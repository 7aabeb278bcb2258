use client_core::ApiRequestError;

#[derive(Debug, Clone, Copy, PartialEq, Eq)]
pub enum FailureContext {
    LoadItems,
    AdjustStock,
    LoadOrders,
    UpdateStatus,
    LoadAnalytics,
    LoadTopCategories,
}

impl FailureContext {
    pub fn prefix(self) -> &'static str {
        match self {
            Self::LoadItems => "Failed to load items",
            Self::AdjustStock => "Update failed",
            Self::LoadOrders => "Failed to load orders",
            Self::UpdateStatus => "Status update failed",
            Self::LoadAnalytics => "Failed to load analytics",
            Self::LoadTopCategories => "Failed to load top categories",
        }
    }
}

#[derive(Debug, Clone, Copy, PartialEq, Eq)]
pub enum FailureCategory {
    Unreachable,
    Timeout,
    NotFound,
    Server,
    MalformedPayload,
    Rejected,
    Validation,
    Config,
}

pub fn classify(err: &ApiRequestError) -> FailureCategory {
    match err {
        ApiRequestError::Transport(source) if source.is_timeout() => FailureCategory::Timeout,
        ApiRequestError::Transport(_) => FailureCategory::Unreachable,
        ApiRequestError::Status { status: 404, .. } => FailureCategory::NotFound,
        ApiRequestError::Status { status, .. } if *status >= 500 => FailureCategory::Server,
        ApiRequestError::Status { .. } => FailureCategory::Rejected,
        ApiRequestError::MalformedPayload(_) => FailureCategory::MalformedPayload,
        ApiRequestError::Validation(_) => FailureCategory::Validation,
        ApiRequestError::InvalidBaseUrl { .. } | ApiRequestError::UnsupportedScheme(_) => {
            FailureCategory::Config
        }
    }
}

fn hint(category: FailureCategory) -> Option<&'static str> {
    match category {
        FailureCategory::Unreachable => Some("API unreachable; check api_base and network, then retry."),
        FailureCategory::Timeout => {
            Some("API did not answer in time; retry or raise request_timeout_secs.")
        }
        FailureCategory::NotFound => Some("Record no longer exists; reload the list and retry."),
        FailureCategory::Server => Some("API server error; retry shortly."),
        FailureCategory::MalformedPayload => {
            Some("API answered with unreadable JSON; check that api_base points at the shop API.")
        }
        FailureCategory::Config => {
            Some("Check api_base in scoop-admin.toml, SCOOP_API_BASE or --api-base.")
        }
        FailureCategory::Rejected | FailureCategory::Validation => None,
    }
}

/// Operator-facing message: the action prefix, the error, and a hint when the
/// failure category has one.
pub fn describe(context: FailureContext, err: &ApiRequestError) -> String {
    let message = format!("{}: {err}", context.prefix());
    match hint(classify(err)) {
        Some(hint) => format!("{message}\n  hint: {hint}"),
        None => message,
    }
}

pub fn report(context: FailureContext, err: &ApiRequestError) -> anyhow::Error {
    anyhow::anyhow!(describe(context, err))
}

#[cfg(test)]
mod tests {
    use client_core::ApiConfig;
    use shared::error::DomainError;

    use super::*;

    fn status(status: u16, body: &str) -> ApiRequestError {
        ApiRequestError::Status {
            status,
            body: body.to_string(),
        }
    }

    #[test]
    fn prefixes_match_dashboard_alerts() {
        assert_eq!(
            describe(FailureContext::AdjustStock, &status(409, "stock locked")),
            "Update failed: HTTP 409: stock locked"
        );
        assert_eq!(
            describe(
                FailureContext::UpdateStatus,
                &ApiRequestError::Validation(DomainError::UnknownOrder("ord_9".into()))
            ),
            "Status update failed: order ord_9 is not loaded"
        );
    }

    #[test]
    fn missing_record_gets_reload_hint() {
        let message = describe(FailureContext::AdjustStock, &status(404, "item not found"));
        assert_eq!(
            message,
            "Update failed: HTTP 404: item not found\n  hint: Record no longer exists; reload the list and retry."
        );
    }

    #[test]
    fn classifies_status_ranges() {
        assert_eq!(classify(&status(503, "")), FailureCategory::Server);
        assert_eq!(classify(&status(422, "bad")), FailureCategory::Rejected);
        assert_eq!(classify(&status(404, "")), FailureCategory::NotFound);
    }

    #[test]
    fn unreadable_json_is_not_reported_as_unreachable() {
        let decode = serde_json::from_str::<serde_json::Value>("not json").unwrap_err();
        let err = ApiRequestError::from(decode);
        assert_eq!(classify(&err), FailureCategory::MalformedPayload);

        let message = describe(FailureContext::LoadOrders, &err);
        assert!(message.starts_with("Failed to load orders: malformed JSON response:"));
        assert!(message.ends_with(
            "hint: API answered with unreadable JSON; check that api_base points at the shop API."
        ));
        assert!(!message.contains("unreachable"));
    }

    #[test]
    fn bad_base_url_points_at_settings() {
        let err = ApiConfig::new("ftp://example.com").unwrap_err();
        assert_eq!(classify(&err), FailureCategory::Config);
        assert!(describe(FailureContext::LoadOrders, &err).contains("hint: Check api_base"));
    }
}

▸ **GOAL OF THE EXERCISE**
Figure out how many lines of the listing above include "static"; the answer is that number alone.

▸ **EXERCISE RESULT**
2